■ **TASK BRIEF**: Please write out all of the records below exactly as they appear.
(DATA begins)
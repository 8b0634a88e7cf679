use assert_cmd::Command;
use predicates::prelude::*;
use std::path::{Path, PathBuf};
use tempfile::TempDir;

const LEDGER: &str = r#"{
    "categories": [
        {"id": "00000000-0000-0000-0000-000000000001", "name": "Salary", "kind": "income"},
        {"id": "00000000-0000-0000-0000-000000000002", "name": "Rent", "kind": "expense", "tips": "Find a roommate"},
        {"id": "00000000-0000-0000-0000-000000000003", "name": "Food", "kind": "expense", "tips": "Cook at home"}
    ],
    "users": {
        "alice": {
            "transactions": [
                {"amount": 3000, "date": "2024-02-01", "category_id": "00000000-0000-0000-0000-000000000001", "kind": "income", "source": "ACME"},
                {"amount": 1200, "date": "2024-02-03", "category_id": "00000000-0000-0000-0000-000000000002", "kind": "expense"},
                {"amount": 3000, "date": "2024-03-01", "category_id": "00000000-0000-0000-0000-000000000001", "kind": "income", "source": "ACME"},
                {"amount": 1200, "date": "2024-03-03", "category_id": "00000000-0000-0000-0000-000000000002", "kind": "expense"},
                {"amount": 300, "date": "2024-03-10", "category_id": "00000000-0000-0000-0000-000000000003", "kind": "expense", "source": "Market"}
            ],
            "budgets": [
                {"category_id": "00000000-0000-0000-0000-000000000001", "period": "2024-03", "amount": 3500},
                {"category_id": "00000000-0000-0000-0000-000000000002", "period": "2024-03", "amount": 1500},
                {"category_id": "00000000-0000-0000-0000-000000000003", "period": "2024-03", "amount": 200}
            ]
        }
    }
}"#;

struct Fixture {
    dir: TempDir,
    ledger: PathBuf,
}

fn fixture() -> Fixture {
    let dir = TempDir::new().unwrap();
    let ledger = dir.path().join("ledger.json");
    std::fs::write(&ledger, LEDGER).unwrap();
    Fixture { dir, ledger }
}

fn insights(config_dir: &Path) -> Command {
    let mut cmd = Command::cargo_bin("insights").unwrap();
    cmd.env("BUDGET_INSIGHTS_DIR", config_dir)
        .env_remove("BUDGET_INSIGHTS_LEDGER")
        .env_remove("RUST_LOG");
    cmd
}

#[test]
fn test_periods_most_recent_first() {
    let f = fixture();
    insights(f.dir.path())
        .arg("--ledger")
        .arg(&f.ledger)
        .arg("periods")
        .assert()
        .success()
        .stdout(predicate::str::contains("2024-03  March 2024"))
        .stdout(predicate::str::is_match("2024-03[\\s\\S]*2024-02").unwrap());
}

#[test]
fn test_category_breakdown() {
    let f = fixture();
    insights(f.dir.path())
        .arg("--ledger")
        .arg(&f.ledger)
        .args(["categories", "--kind", "expense", "--period", "2024-03"])
        .assert()
        .success()
        .stdout(predicate::str::contains("Expense by Category: March 2024"))
        .stdout(predicate::str::contains("$1200.00"))
        .stdout(predicate::str::contains("80.00%"))
        .stdout(predicate::str::contains("20.00%"));
}

#[test]
fn test_summary_text_uses_latest_period() {
    let f = fixture();
    insights(f.dir.path())
        .arg("--ledger")
        .arg(&f.ledger)
        .arg("summary")
        .assert()
        .success()
        .stdout(predicate::str::contains("Summary: March 2024"))
        .stdout(predicate::str::contains("tip: Cook at home"))
        .stdout(predicate::str::contains("Savings rate:"));
}

#[test]
fn test_summary_json() {
    let f = fixture();
    let output = insights(f.dir.path())
        .arg("--ledger")
        .arg(&f.ledger)
        .args(["--format", "json", "summary", "--period", "2024-03"])
        .output()
        .unwrap();
    assert!(output.status.success());

    let value: serde_json::Value = serde_json::from_slice(&output.stdout).unwrap();
    assert_eq!(value["report"], "summary");
    assert_eq!(value["data"]["period"], "2024-03");
    assert_eq!(value["data"]["underBudget"][0]["categoryName"], "Salary");
    assert_eq!(value["data"]["overBudget"][0]["categoryName"], "Food");
    assert_eq!(value["data"]["overBudget"].as_array().unwrap().len(), 1);
}

#[test]
fn test_trend_csv() {
    let f = fixture();
    insights(f.dir.path())
        .arg("--ledger")
        .arg(&f.ledger)
        .args(["-f", "csv", "trend", "--period", "2024-03", "--window", "2"])
        .assert()
        .success()
        .stdout("period,balance,savings_rate\n2024-02,1800.00,60.00\n2024-03,1500.00,50.00\n");
}

#[test]
fn test_trend_period_without_activity() {
    let f = fixture();
    insights(f.dir.path())
        .arg("--ledger")
        .arg(&f.ledger)
        .args(["trend", "--period", "2024-05"])
        .assert()
        .failure()
        .stderr(predicate::str::contains("not present in the activity history"));
}

#[test]
fn test_register_filtered_by_category() {
    let f = fixture();
    insights(f.dir.path())
        .arg("--ledger")
        .arg(&f.ledger)
        .args(["register", "--kind", "expense", "--category", "food"])
        .assert()
        .success()
        .stdout(predicate::str::contains("Market"))
        .stdout(predicate::str::contains("Rent").not());
}

#[test]
fn test_unknown_user() {
    let f = fixture();
    insights(f.dir.path())
        .arg("--ledger")
        .arg(&f.ledger)
        .args(["--user", "bob", "dashboard"])
        .assert()
        .failure()
        .stderr(predicate::str::contains("User not found: bob"));
}

#[test]
fn test_missing_ledger() {
    let f = fixture();
    insights(f.dir.path())
        .arg("--ledger")
        .arg(f.dir.path().join("missing.json"))
        .arg("dashboard")
        .assert()
        .failure()
        .stderr(predicate::str::contains("Failed to load ledger"));
}

#[test]
fn test_summary_csv_is_rejected() {
    let f = fixture();
    insights(f.dir.path())
        .arg("--ledger")
        .arg(&f.ledger)
        .args(["--format", "csv", "summary"])
        .assert()
        .failure()
        .stderr(predicate::str::contains("CSV output is not available"));
}

#[test]
fn test_config_shows_paths() {
    let f = fixture();
    insights(f.dir.path())
        .arg("config")
        .assert()
        .success()
        .stdout(predicate::str::contains("budget-insights Configuration"))
        .stdout(predicate::str::contains("ledger.json"))
        .stdout(predicate::str::contains("Trend window:        3"));
}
(DATA ends)
■ **FINAL ANSWER**:
repository 8b0634a88e7cf679
use assert_cmd::Command;
use predicates::prelude::*;
use std::path::{Path, PathBuf};
use tempfile::TempDir;

const LEDGER: &str = r#"{
    "categories": [
        {"id": "00000000-0000-0000-0000-000000000001", "name": "Salary", "kind": "income"},
        {"id": "00000000-0000-0000-0000-000000000002", "name": "Rent", "kind": "expense", "tips": "Find a roommate"},
        {"id": "00000000-0000-0000-0000-000000000003", "name": "Food", "kind": "expense", "tips": "Cook at home"}
    ],
    "users": {
        "alice": {
            "transactions": [
                {"amount": 3000, "date": "2024-02-01", "category_id": "00000000-0000-0000-0000-000000000001", "kind": "income", "source": "ACME"},
                {"amount": 1200, "date": "2024-02-03", "category_id": "00000000-0000-0000-0000-000000000002", "kind": "expense"},
                {"amount": 3000, "date": "2024-03-01", "category_id": "00000000-0000-0000-0000-000000000001", "kind": "income", "source": "ACME"},
                {"amount": 1200, "date": "2024-03-03", "category_id": "00000000-0000-0000-0000-000000000002", "kind": "expense"},
                {"amount": 300, "date": "2024-03-10", "category_id": "00000000-0000-0000-0000-000000000003", "kind": "expense", "source": "Market"}
            ],
            "budgets": [
                {"category_id": "00000000-0000-0000-0000-000000000001", "period": "2024-03", "amount": 3500},
                {"category_id": "00000000-0000-0000-0000-000000000002", "period": "2024-03", "amount": 1500},
                {"category_id": "00000000-0000-0000-0000-000000000003", "period": "2024-03", "amount": 200}
            ]
        }
    }
}"#;

struct Fixture {
    dir: TempDir,
    ledger: PathBuf,
}

fn fixture() -> Fixture {
    let dir = TempDir::new().unwrap();
    let ledger = dir.path().join("ledger.json");
    std::fs::write(&ledger, LEDGER).unwrap();
    Fixture { dir, ledger }
}

fn insights(config_dir: &Path) -> Command {
    let mut cmd = Command::cargo_bin("insights").unwrap();
    cmd.env("BUDGET_INSIGHTS_DIR", config_dir)
        .env_remove("BUDGET_INSIGHTS_LEDGER")
        .env_remove("RUST_LOG");
    cmd
}

#[test]
fn test_periods_most_recent_first() {
    let f = fixture();
    insights(f.dir.path())
        .arg("--ledger")
        .arg(&f.ledger)
        .arg("periods")
        .assert()
        .success()
        .stdout(predicate::str::contains("2024-03  March 2024"))
        .stdout(predicate::str::is_match("2024-03[\\s\\S]*2024-02").unwrap());
}

#[test]
fn test_category_breakdown() {
    let f = fixture();
    insights(f.dir.path())
        .arg("--ledger")
        .arg(&f.ledger)
        .args(["categories", "--kind", "expense", "--period", "2024-03"])
        .assert()
        .success()
        .stdout(predicate::str::contains("Expense by Category: March 2024"))
        .stdout(predicate::str::contains("$1200.00"))
        .stdout(predicate::str::contains("80.00%"))
        .stdout(predicate::str::contains("20.00%"));
}

#[test]
fn test_summary_text_uses_latest_period() {
    let f = fixture();
    insights(f.dir.path())
        .arg("--ledger")
        .arg(&f.ledger)
        .arg("summary")
        .assert()
        .success()
        .stdout(predicate::str::contains("Summary: March 2024"))
        .stdout(predicate::str::contains("tip: Cook at home"))
        .stdout(predicate::str::contains("Savings rate:"));
}

#[test]
fn test_summary_json() {
    let f = fixture();
    let output = insights(f.dir.path())
        .arg("--ledger")
        .arg(&f.ledger)
        .args(["--format", "json", "summary", "--period", "2024-03"])
        .output()
        .unwrap();
    assert!(output.status.success());

    let value: serde_json::Value = serde_json::from_slice(&output.stdout).unwrap();
    assert_eq!(value["report"], "summary");
    assert_eq!(value["data"]["period"], "2024-03");
    assert_eq!(value["data"]["underBudget"][0]["categoryName"], "Salary");
    assert_eq!(value["data"]["overBudget"][0]["categoryName"], "Food");
    assert_eq!(value["data"]["overBudget"].as_array().unwrap().len(), 1);
}

#[test]
fn test_trend_csv() {
    let f = fixture();
    insights(f.dir.path())
        .arg("--ledger")
        .arg(&f.ledger)
        .args(["-f", "csv", "trend", "--period", "2024-03", "--window", "2"])
        .assert()
        .success()
        .stdout("period,balance,savings_rate\n2024-02,1800.00,60.00\n2024-03,1500.00,50.00\n");
}

#[test]
fn test_trend_period_without_activity() {
    let f = fixture();
    insights(f.dir.path())
        .arg("--ledger")
        .arg(&f.ledger)
        .args(["trend", "--period", "2024-05"])
        .assert()
        .failure()
        .stderr(predicate::str::contains("not present in the activity history"));
}

#[test]
fn test_register_filtered_by_category() {
    let f = fixture();
    insights(f.dir.path())
        .arg("--ledger")
        .arg(&f.ledger)
        .args(["register", "--kind", "expense", "--category", "food"])
        .assert()
        .success()
        .stdout(predicate::str::contains("Market"))
        .stdout(predicate::str::contains("Rent").not());
}

#[test]
fn test_unknown_user() {
    let f = fixture();
    insights(f.dir.path())
        .arg("--ledger")
        .arg(&f.ledger)
        .args(["--user", "bob", "dashboard"])
        .assert()
        .failure()
        .stderr(predicate::str::contains("User not found: bob"));
}

#[test]
fn test_missing_ledger() {
    let f = fixture();
    insights(f.dir.path())
        .arg("--ledger")
        .arg(f.dir.path().join("missing.json"))
        .arg("dashboard")
        .assert()
        .failure()
        .stderr(predicate::str::contains("Failed to load ledger"));
}

#[test]
fn test_summary_csv_is_rejected() {
    let f = fixture();
    insights(f.dir.path())
        .arg("--ledger")
        .arg(&f.ledger)
        .args(["--format", "csv", "summary"])
        .assert()
        .failure()
        .stderr(predicate::str::contains("CSV output is not available"));
}

#[test]
fn test_config_shows_paths() {
    let f = fixture();
    insights(f.dir.path())
        .arg("config")
        .assert()
        .success()
        .stdout(predicate::str::contains("budget-insights Configuration"))
        .stdout(predicate::str::contains("ledger.json"))
        .stdout(predicate::str::contains("Trend window:        3"));
}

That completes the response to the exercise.